Do not choose this university based on its international rankings. They are just numbers, and have little to do with the quality of the teachings, the opportunities and the environment you will find at polimi. It is a frustrating experience, that will most likely leave you empty handed.
Classes are structured in frontal theoretical lectures, in which professors just read slides. One could do that on his/her own. The whole didactic method is over reliant on group works, not because it is a good learning method, but because professors lack the resources to individually attend to all the students present in class. This means that there is barely ever an individual assessment on one's capacity and learning outcomes.
The professors will say that peer learning makes the difference, but if you peers are idiots and do not care about actually learning, what is the point? Also, do you choose a university because you will learn from other students, or from the professors? You can check before hand who the professors are, what they did, and so on. But what should I learn about design from a Chinese girl who can barely tell me what her name is? Come on...

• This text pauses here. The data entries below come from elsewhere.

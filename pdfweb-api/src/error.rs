use crate::i18n::Lang;
use axum::{
    extract::Json,
    http::StatusCode,
    response::{IntoResponse, Response},
};
use pdfweb::{ComposeError, MergeError, OfficeError};
use serde::{Deserialize, Serialize};
use tracing::{error, warn};

/// Standard error response structure
#[derive(Debug, Serialize, Deserialize)]
pub struct ErrorResponse {
    /// Localized message describing what went wrong
    pub error: String,
    /// Per-file notes, present when some inputs were skipped
    #[serde(default, skip_serializing_if = "Option::is_none")]
    pub details: Option<Vec<String>>,
}

/// Application-specific error types for the API
#[derive(Debug)]
pub enum AppError {
    /// Image batch failures
    Compose(ComposeError),
    /// PDF merge failures
    Merge(MergeError),
    /// Office document conversion failures
    Office(OfficeError),
    /// Malformed multipart request
    Multipart(String),
    /// Request body over the configured limit
    PayloadTooLarge,
    /// Blocking worker panicked or was cancelled
    Task(String),
}

impl AppError {
    pub fn status(&self) -> StatusCode {
        let client = match self {
            AppError::PayloadTooLarge => return StatusCode::PAYLOAD_TOO_LARGE,
            AppError::Compose(e) => e.is_client_error(),
            AppError::Merge(e) => e.is_client_error(),
            AppError::Office(e) => e.is_client_error(),
            AppError::Multipart(_) => true,
            AppError::Task(_) => false,
        };
        if client {
            StatusCode::BAD_REQUEST
        } else {
            StatusCode::INTERNAL_SERVER_ERROR
        }
    }

    /// Attach the language the message should be rendered in
    pub fn localized(self, lang: Lang) -> LocalizedError {
        LocalizedError { error: self, lang }
    }
}

impl From<ComposeError> for AppError {
    fn from(err: ComposeError) -> Self {
        AppError::Compose(err)
    }
}

impl From<MergeError> for AppError {
    fn from(err: MergeError) -> Self {
        AppError::Merge(err)
    }
}

impl From<OfficeError> for AppError {
    fn from(err: OfficeError) -> Self {
        AppError::Office(err)
    }
}

impl From<axum::extract::multipart::MultipartError> for AppError {
    fn from(err: axum::extract::multipart::MultipartError) -> Self {
        if err.status() == StatusCode::PAYLOAD_TOO_LARGE {
            AppError::PayloadTooLarge
        } else {
            AppError::Multipart(err.body_text())
        }
    }
}

impl From<tokio::task::JoinError> for AppError {
    fn from(err: tokio::task::JoinError) -> Self {
        AppError::Task(err.to_string())
    }
}

/// An [`AppError`] paired with the client's language
#[derive(Debug)]
pub struct LocalizedError {
    pub error: AppError,
    pub lang: Lang,
}

impl LocalizedError {
    pub fn to_response_body(&self) -> ErrorResponse {
        let details = match &self.error {
            AppError::Merge(MergeError::NoValidPages { skipped }) => Some(
                skipped
                    .iter()
                    .map(|file| self.lang.skipped(file))
                    .collect(),
            ),
            _ => None,
        };

        ErrorResponse {
            error: self.lang.message(&self.error),
            details,
        }
    }
}

impl From<AppError> for LocalizedError {
    fn from(error: AppError) -> Self {
        error.localized(Lang::default())
    }
}

impl IntoResponse for LocalizedError {
    fn into_response(self) -> Response {
        let status = self.error.status();
        if status.is_server_error() {
            error!(error = ?self.error, "Request failed");
        } else {
            warn!(error = ?self.error, lang = self.lang.code(), "Request rejected");
        }

        (status, Json(self.to_response_body())).into_response()
    }
}

impl IntoResponse for AppError {
    fn into_response(self) -> Response {
        LocalizedError::from(self).into_response()
    }
}
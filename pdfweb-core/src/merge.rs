//! Merging uploaded PDF files
//!
//! Files that are not PDFs, cannot be parsed, or carry an encryption
//! dictionary are skipped and reported; the remaining files are merged in
//! batch order. Each file is staged and merged on its own first, so one
//! file the merger rejects cannot fail the whole batch.

use crate::compose::SortOrder;
use crate::upload::BatchItem;
use oxidize_pdf::operations::{merge_pdfs, MergeInput, MergeOptions, PdfMerger};
use oxidize_pdf::parser::{ParseError, PdfReader};
use std::fmt;
use std::path::{Path, PathBuf};
use tempfile::TempDir;
use thiserror::Error;
use tracing::{info, warn};

pub const DEFAULT_MERGED_NAME: &str = "merged.pdf";

/// A single PDF upload
#[derive(Debug, Clone)]
pub struct UploadedPdf {
    pub filename: String,
    pub content_type: String,
    pub data: Vec<u8>,
}

impl UploadedPdf {
    pub fn new(
        filename: impl Into<String>,
        content_type: impl Into<String>,
        data: Vec<u8>,
    ) -> Self {
        Self {
            filename: filename.into(),
            content_type: content_type.into(),
            data,
        }
    }

    /// Accept files named `*.pdf` or declared with a PDF media type
    pub fn looks_like_pdf(&self) -> bool {
        self.filename.to_lowercase().ends_with(".pdf") || self.content_type.ends_with("pdf")
    }
}

impl BatchItem for UploadedPdf {
    fn filename(&self) -> &str {
        &self.filename
    }
}

/// Why an upload was left out of the merge
#[derive(Debug, Clone, PartialEq, Eq)]
pub enum SkipReason {
    NotPdf,
    PasswordProtected,
    Unreadable(String),
}

#[derive(Debug, Clone, PartialEq, Eq)]
pub struct SkippedFile {
    pub filename: String,
    pub reason: SkipReason,
}

impl fmt::Display for SkippedFile {
    fn fmt(&self, f: &mut fmt::Formatter<'_>) -> fmt::Result {
        match &self.reason {
            SkipReason::NotPdf => write!(f, "{}: not a PDF", self.filename),
            SkipReason::PasswordProtected => {
                write!(f, "{}: password protected", self.filename)
            }
            SkipReason::Unreadable(msg) => write!(f, "{}: read error ({msg})", self.filename),
        }
    }
}

#[derive(Error, Debug)]
pub enum MergeError {
    #[error("No files were submitted")]
    NoFiles,

    #[error("No valid pages found to merge")]
    NoValidPages { skipped: Vec<SkippedFile> },

    #[error("Failed to merge PDFs: {0}")]
    Merge(String),

    #[error("IO error: {0}")]
    Io(#[from] std::io::Error),
}

impl MergeError {
    pub fn is_client_error(&self) -> bool {
        matches!(self, MergeError::NoFiles | MergeError::NoValidPages { .. })
    }
}

/// A merged document and what went into it
#[derive(Debug, Clone)]
pub struct MergeOutcome {
    pub data: Vec<u8>,
    pub pages: usize,
    pub files_merged: usize,
    pub skipped: Vec<SkippedFile>,
}

/// Merge uploads in the requested order.
///
/// Only [`SortOrder::Name`] reorders; PDF uploads carry no timestamps, so
/// the other orders keep arrival order.
pub fn merge_uploads(
    mut files: Vec<UploadedPdf>,
    order: SortOrder,
) -> Result<MergeOutcome, MergeError> {
    if files.is_empty() {
        return Err(MergeError::NoFiles);
    }
    if order == SortOrder::Name {
        order.apply(&mut files);
    }

    let workdir = TempDir::new()?;
    let mut accepted: Vec<PathBuf> = Vec::new();
    let mut skipped = Vec::new();
    let mut total_pages = 0;

    for (index, file) in files.iter().enumerate() {
        match stage(file, index, workdir.path()) {
            Ok((path, pages)) => {
                total_pages += pages;
                accepted.push(path);
            }
            Err(reason) => {
                warn!(filename = %file.filename, ?reason, "Skipping merge input");
                skipped.push(SkippedFile {
                    filename: file.filename.clone(),
                    reason,
                });
            }
        }
    }

    if accepted.is_empty() {
        return Err(MergeError::NoValidPages { skipped });
    }

    let output = workdir.path().join(DEFAULT_MERGED_NAME);
    let inputs: Vec<MergeInput> = accepted
        .iter()
        .map(|path| MergeInput::new(path.as_path()))
        .collect();
    merge_pdfs(inputs, &output, MergeOptions::default())
        .map_err(|e| MergeError::Merge(e.to_string()))?;
    let data = std::fs::read(&output)?;

    info!(
        files = accepted.len(),
        pages = total_pages,
        skipped = skipped.len(),
        "Merged PDF uploads"
    );

    Ok(MergeOutcome {
        data,
        pages: total_pages,
        files_merged: accepted.len(),
        skipped,
    })
}

/// Write one upload into the work directory and check that the merger
/// accepts it, returning the staged path and its page count.
fn stage(
    file: &UploadedPdf,
    index: usize,
    workdir: &Path,
) -> Result<(PathBuf, usize), SkipReason> {
    if !file.looks_like_pdf() {
        return Err(SkipReason::NotPdf);
    }

    let path = workdir.join(format!("{index:04}.pdf"));
    std::fs::write(&path, &file.data).map_err(|e| SkipReason::Unreadable(e.to_string()))?;

    let pages = count_pages(&path)?;
    if pages == 0 {
        return Err(SkipReason::Unreadable("no pages".to_string()));
    }

    // Merged alone first; a file the merger rejects is skipped, not fatal.
    let mut merger = PdfMerger::new(MergeOptions::default());
    merger.add_input(MergeInput::new(&path));
    merger
        .merge()
        .map_err(|e| SkipReason::Unreadable(e.to_string()))?;

    Ok((path, pages))
}

/// Encrypted files are refused even when the empty password unlocks them:
/// merged pages would lose their decrypted content.
fn count_pages(path: &Path) -> Result<usize, SkipReason> {
    let mut reader = PdfReader::open(path).map_err(|e| match e {
        ParseError::EncryptionNotSupported => SkipReason::PasswordProtected,
        other => SkipReason::Unreadable(other.to_string()),
    })?;

    if reader.is_encrypted() {
        return Err(SkipReason::PasswordProtected);
    }

    reader
        .page_count()
        .map(|count| count as usize)
        .map_err(|e| SkipReason::Unreadable(e.to_string()))
}
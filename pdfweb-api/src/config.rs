//! Server configuration read from the environment

use pdfweb::office::DEFAULT_SOFFICE;
use pdfweb::PipelineConfig;
use std::path::PathBuf;
use thiserror::Error;

pub const DEFAULT_BIND: &str = "0.0.0.0:3000";
pub const DEFAULT_BODY_LIMIT_MB: usize = 200;

#[derive(Error, Debug, PartialEq, Eq)]
pub enum ConfigError {
    #[error("Invalid value for {var}: {value:?}")]
    Invalid { var: &'static str, value: String },
}

/// Everything the server needs at startup
#[derive(Debug, Clone)]
pub struct ServerConfig {
    /// Address to listen on (`PDFWEB_BIND`)
    pub bind: String,
    /// LibreOffice binary (`SOFFICE_PATH`)
    pub soffice: PathBuf,
    /// Maximum accepted request body in bytes (`PDFWEB_BODY_LIMIT_MB`)
    pub body_limit: usize,
    /// Composition settings (`PDFWEB_MAX_IMAGES`, `PDFWEB_JPEG_QUALITY`)
    pub pipeline: PipelineConfig,
}

impl Default for ServerConfig {
    fn default() -> Self {
        Self {
            bind: DEFAULT_BIND.to_string(),
            soffice: PathBuf::from(DEFAULT_SOFFICE),
            body_limit: DEFAULT_BODY_LIMIT_MB * 1024 * 1024,
            pipeline: PipelineConfig::default(),
        }
    }
}

impl ServerConfig {
    /// Read the configuration from process environment variables
    pub fn from_env() -> Result<Self, ConfigError> {
        Self::from_lookup(|var| std::env::var(var).ok())
    }

    /// Read the configuration through an arbitrary variable lookup
    pub fn from_lookup<F>(lookup: F) -> Result<Self, ConfigError>
    where
        F: Fn(&str) -> Option<String>,
    {
        let mut config = Self::default();

        if let Some(bind) = lookup("PDFWEB_BIND") {
            config.bind = bind;
        }
        if let Some(soffice) = lookup("SOFFICE_PATH") {
            config.soffice = PathBuf::from(soffice);
        }
        if let Some(mb) = parse_var::<usize>(&lookup, "PDFWEB_BODY_LIMIT_MB")? {
            config.body_limit = mb * 1024 * 1024;
        }
        if let Some(max) = parse_var::<usize>(&lookup, "PDFWEB_MAX_IMAGES")? {
            config.pipeline = config.pipeline.with_max_images(max);
        }
        if let Some(quality) = parse_var::<u8>(&lookup, "PDFWEB_JPEG_QUALITY")? {
            config.pipeline = config.pipeline.with_jpeg_quality(quality);
        }

        Ok(config)
    }
}

fn parse_var<T: std::str::FromStr>(
    lookup: &impl Fn(&str) -> Option<String>,
    var: &'static str,
) -> Result<Option<T>, ConfigError> {
    match lookup(var) {
        None => Ok(None),
        Some(value) => value
            .trim()
            .parse()
            .map(Some)
            .map_err(|_| ConfigError::Invalid { var, value }),
    }
}
//! Word/ODT to PDF conversion through a headless LibreOffice

use std::path::{Path, PathBuf};
use std::process::Command;
use tempfile::TempDir;
use thiserror::Error;
use tracing::{debug, info};

/// Extensions LibreOffice is asked to convert
pub const SUPPORTED_EXTENSIONS: [&str; 4] = ["docx", "doc", "odt", "rtf"];

/// Default converter binary, looked up on `PATH`
pub const DEFAULT_SOFFICE: &str = "soffice";

#[derive(Error, Debug)]
pub enum OfficeError {
    #[error("Unsupported document: {filename}")]
    UnsupportedFile { filename: String },

    #[error("LibreOffice not found at {}", path.display())]
    ConverterMissing { path: PathBuf },

    #[error("Conversion failed: {0}")]
    ConversionFailed(String),

    #[error("IO error: {0}")]
    Io(#[from] std::io::Error),
}

impl OfficeError {
    pub fn is_client_error(&self) -> bool {
        matches!(self, OfficeError::UnsupportedFile { .. })
    }
}

/// A converted document
#[derive(Debug, Clone)]
pub struct ConvertedDocument {
    /// Stem of the uploaded filename, used to name the output
    pub stem: String,
    pub data: Vec<u8>,
}

impl ConvertedDocument {
    pub fn default_filename(&self) -> String {
        format!("{}.pdf", self.stem)
    }
}

/// Runs `soffice --convert-to pdf` on uploaded documents
#[derive(Debug, Clone)]
pub struct OfficeConverter {
    soffice: PathBuf,
}

impl Default for OfficeConverter {
    fn default() -> Self {
        Self::new(DEFAULT_SOFFICE)
    }
}

impl OfficeConverter {
    pub fn new(soffice: impl Into<PathBuf>) -> Self {
        Self {
            soffice: soffice.into(),
        }
    }

    /// Check the filename extension against [`SUPPORTED_EXTENSIONS`]
    pub fn is_supported(filename: &str) -> bool {
        Path::new(filename)
            .extension()
            .and_then(|ext| ext.to_str())
            .map(|ext| SUPPORTED_EXTENSIONS.contains(&ext.to_lowercase().as_str()))
            .unwrap_or(false)
    }

    /// Convert one document. Blocks until LibreOffice exits.
    pub fn convert(&self, filename: &str, data: &[u8]) -> Result<ConvertedDocument, OfficeError> {
        let name = crate::upload::base_name(filename);
        if !Self::is_supported(name) {
            return Err(OfficeError::UnsupportedFile {
                filename: filename.to_string(),
            });
        }
        let stem = Path::new(name)
            .file_stem()
            .and_then(|s| s.to_str())
            .unwrap_or("document")
            .to_string();

        let workdir = TempDir::new()?;
        let input = workdir.path().join(name);
        let out_dir = workdir.path().join("out");
        std::fs::create_dir_all(&out_dir)?;
        std::fs::write(&input, data)?;

        debug!(soffice = %self.soffice.display(), input = %input.display(), "Running LibreOffice");
        let output = Command::new(&self.soffice)
            .args(["--headless", "--norestore", "--invisible", "--convert-to", "pdf", "--outdir"])
            .arg(&out_dir)
            .arg(&input)
            .output()
            .map_err(|e| match e.kind() {
                std::io::ErrorKind::NotFound => OfficeError::ConverterMissing {
                    path: self.soffice.clone(),
                },
                _ => OfficeError::Io(e),
            })?;

        let out_pdf = out_dir.join(format!("{stem}.pdf"));
        if !out_pdf.exists() {
            let stderr = String::from_utf8_lossy(&output.stderr);
            let stdout = String::from_utf8_lossy(&output.stdout);
            let message = [stderr.trim(), stdout.trim()]
                .into_iter()
                .find(|s| !s.is_empty())
                .unwrap_or("conversion failed")
                .to_string();
            return Err(OfficeError::ConversionFailed(message));
        }

        let data = std::fs::read(&out_pdf)?;
        info!(filename = %name, bytes = data.len(), "Converted document to PDF");
        Ok(ConvertedDocument { stem, data })
    }
}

This creates an environment where how much and how well you learn, how you put it into practice, the grades you get, are dictated mostly by how lucky you are when the project groups are formed. In Graduate courses, almost half of the class is formed by Chinese students who cannot speak one word of english.
This leads to scenarios in which italian students who already know each other will always work together. If you are not part of these groups, you will have to work with a bunch of brain dead asians who are unable to communicate, nor perform any kind of group work. And one cannot opt to work alone without facing opposition by the professors, who will decide to ignore you during project reviews or give you poor grades.
I could go on forever, but to summarize the rest:
- Milan is not a nice city. Everything is expensive, everything is dirty, everything is fake and superficial, finding a room without getting scammed should be made an academic achievement
- from a knowledge standpoint, the school doesn't teach anything valuable that you couldn't learn on your own. Design is about attitude and forma mentis, and you will not find anything that encourages it here
- when doing your mandatory internship you will realize how little you actually know and how useless your 2 years at the masters have been. That is, if you land a good internship. If you land a poor internship, you will realize how meaningless working as a designer is. Oh, and it will be unpaid.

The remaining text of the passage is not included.